But given that Darwin didn't know squat compared to what we now know it is a given he made mistakes along the way, ie he was going to be wrong on some things.

However it also could be that Darwin wasn't even wrong or even too wrong to be important:

The Scientist, Aug. 29, 2005

Why do we invoke Darwin?
Evolutionary theory contributes little to experimental biology

By Philip S. Skell

Darwin’s theory of evolution offers a sweeping explanation of the history of life, from the earliest microscopic organisms billions of years ago to all the plants and animals around us today. Much of the evidence that might have established the theory on an unshakable empirical foundation, however, remains lost in the distant past. For instance, Darwin hoped we would discover transitional precursors to the animal forms that appear abruptly in the Cambrian strata. Since then we have found many ancient fossils¬ – even exquisitely preserved soft-bodied creatures – but none are credible ancestors to the Cambrian animals.

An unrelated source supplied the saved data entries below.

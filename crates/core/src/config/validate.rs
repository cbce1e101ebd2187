use super::{types::Config, ConfigError};

/// Validate configuration
pub fn validate_config(config: &Config) -> Result<(), ConfigError> {
    if config.server.port == 0 {
        return Err(ConfigError::ValidationError(
            "server.port cannot be 0".to_string(),
        ));
    }

    if config.storage.ttl_hours == 0 {
        return Err(ConfigError::ValidationError(
            "storage.ttl_hours cannot be 0".to_string(),
        ));
    }

    if config.storage.max_upload_bytes == 0 {
        return Err(ConfigError::ValidationError(
            "storage.max_upload_bytes cannot be 0".to_string(),
        ));
    }

    if config.engine.preview_max_width == 0 {
        return Err(ConfigError::ValidationError(
            "engine.preview_max_width cannot be 0".to_string(),
        ));
    }

    Ok(())
}

#[cfg(test)]
mod tests {
    use super::*;
    use crate::config::ServerConfig;
    use std::net::IpAddr;

    #[test]
    fn test_validate_valid_config() {
        let config = Config::default();
        assert!(validate_config(&config).is_ok());
    }

    #[test]
    fn test_validate_port_zero_fails() {
        let config = Config {
            server: ServerConfig {
                host: "0.0.0.0".parse::<IpAddr>().unwrap(),
                port: 0,
                cors_origins: vec![],
            },
            ..Default::default()
        };
        let result = validate_config(&config);
        assert!(result.is_err());
        let err = result.unwrap_err();
        assert!(matches!(err, ConfigError::ValidationError(_)));
    }

    #[test]
    fn test_validate_zero_ttl_fails() {
        let mut config = Config::default();
        config.storage.ttl_hours = 0;
        assert!(validate_config(&config).is_err());
    }
}
//! Preview and process submission handlers.

use axum::{extract::State, http::StatusCode, Json};
use base64::{engine::general_purpose::STANDARD as BASE64, Engine as _};
use serde::{Deserialize, Serialize};
use serde_json::Value;
use std::sync::Arc;

use chroma_core::{
    canonical_operation_id, prepare_params, ArtifactError, ArtifactStore, EngineError,
    ImageEngine, JobStatus, MetricMap,
};

use super::ErrorResponse;
use crate::metrics::JOBS_SUBMITTED_TOTAL;
use crate::state::AppState;

/// Indicative only; clients poll or subscribe for real progress.
const ETA_MS: u64 = 1200;

#[derive(Debug, Deserialize)]
pub struct PreviewRequest {
    pub image_id: String,
    pub operation: String,
    #[serde(default)]
    pub params: Value,
}

#[derive(Debug, Serialize)]
pub struct PreviewResponse {
    pub image_id: String,
    pub operation: String,
    pub result_b64: String,
    pub preview_url: String,
    #[serde(skip_serializing_if = "Option::is_none")]
    pub metrics: Option<MetricMap>,
}

#[derive(Debug, Deserialize)]
pub struct ProcessRequest {
    pub image_id: String,
    pub operation: String,
    #[serde(default)]
    pub params: Value,
    #[serde(default)]
    pub target_id: Option<String>,
}

#[derive(Debug, Serialize)]
pub struct ProcessResponse {
    pub job_id: String,
    pub status: JobStatus,
    pub eta_ms: u64,
}

/// Synchronous low-resolution preview of an operation.
pub async fn preview_image(
    State(state): State<Arc<AppState>>,
    Json(body): Json<PreviewRequest>,
) -> Result<Json<PreviewResponse>, (StatusCode, Json<ErrorResponse>)> {
    let stored = state
        .store()
        .resolve(&body.image_id)
        .await
        .map_err(artifact_error)?;

    let operation = canonical_operation_id(&body.operation).map_err(engine_error)?;
    let params = prepare_params(operation, &body.params).map_err(engine_error)?;

    let engine = state.engine();
    let original = engine
        .load_image(&stored.path)
        .await
        .map_err(engine_error)?;
    let (processed, operation_metrics) = engine
        .preview(original.clone(), operation, &params, None)
        .await
        .map_err(engine_error)?;

    // Comparison metrics are only meaningful when no downscale happened;
    // they come back empty on a dimension mismatch.
    let mut metrics = engine.comparison_metrics(&original, &processed).await;
    metrics.extend(operation_metrics);

    let preview_url = state
        .store()
        .save_preview(&body.image_id, &processed)
        .await
        .map_err(artifact_error)?;

    let png = engine.encode_png(&processed).map_err(engine_error)?;

    Ok(Json(PreviewResponse {
        image_id: body.image_id,
        operation: operation.to_string(),
        result_b64: BASE64.encode(png),
        preview_url,
        metrics: (!metrics.is_empty()).then_some(metrics),
    }))
}

/// Submits a full-resolution transformation job.
///
/// Validates the upload and the params synchronously, then hands off to the
/// orchestrator and returns immediately; all later failures surface through
/// the job status and the progress stream only.
pub async fn process_image(
    State(state): State<Arc<AppState>>,
    Json(body): Json<ProcessRequest>,
) -> Result<Json<ProcessResponse>, (StatusCode, Json<ErrorResponse>)> {
    let stored = state
        .store()
        .resolve(&body.image_id)
        .await
        .map_err(artifact_error)?;

    let operation = canonical_operation_id(&body.operation).map_err(engine_error)?;
    let params = prepare_params(operation, &body.params).map_err(engine_error)?;

    let snapshot = state
        .orchestrator()
        .submit(stored.id, operation.to_string(), params, body.target_id)
        .await;

    JOBS_SUBMITTED_TOTAL.inc();

    Ok(Json(ProcessResponse {
        job_id: snapshot.job_id,
        status: snapshot.status,
        eta_ms: ETA_MS,
    }))
}

fn artifact_error(error: ArtifactError) -> (StatusCode, Json<ErrorResponse>) {
    let status = match &error {
        ArtifactError::NotFound(_) => StatusCode::NOT_FOUND,
        e if e.is_client_error() => StatusCode::BAD_REQUEST,
        _ => StatusCode::INTERNAL_SERVER_ERROR,
    };
    (status, Json(ErrorResponse::new(error.to_string())))
}

fn engine_error(error: EngineError) -> (StatusCode, Json<ErrorResponse>) {
    let status = match &error {
        EngineError::UnknownOperation(_)
        | EngineError::InvalidParam { .. }
        | EngineError::ReferenceRequired(_) => StatusCode::BAD_REQUEST,
        _ => StatusCode::INTERNAL_SERVER_ERROR,
    };
    (status, Json(ErrorResponse::new(error.to_string())))
}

Despite this and other difficulties, the modern form of Darwin’s theory has been raised to its present high status because it’s said to be the cornerstone of modern experimental biology. But is that correct? “While the great majority of biologists would probably agree with Theodosius Dobzhansky’s dictum that ‘nothing in biology makes sense except in the light of evolution,’ most can conduct their work quite happily without particular reference to evolutionary ideas,” A. S. Wilkins, editor of the journal BioEssays, wrote in 2000.1 “Evolution would appear to be the indispensable unifying idea and, at the same time, a highly superfluous one.”

I would tend to agree. Certainly, my own research with antibiotics during World War II received no guidance from insights provided by Darwinian evolution. Nor did Alexander Fleming’s discovery of bacterial inhibition by penicillin. I recently asked more than 70 eminent researchers if they would have done their work differently if they had thought Darwin’s theory was wrong. The responses were all the same: No.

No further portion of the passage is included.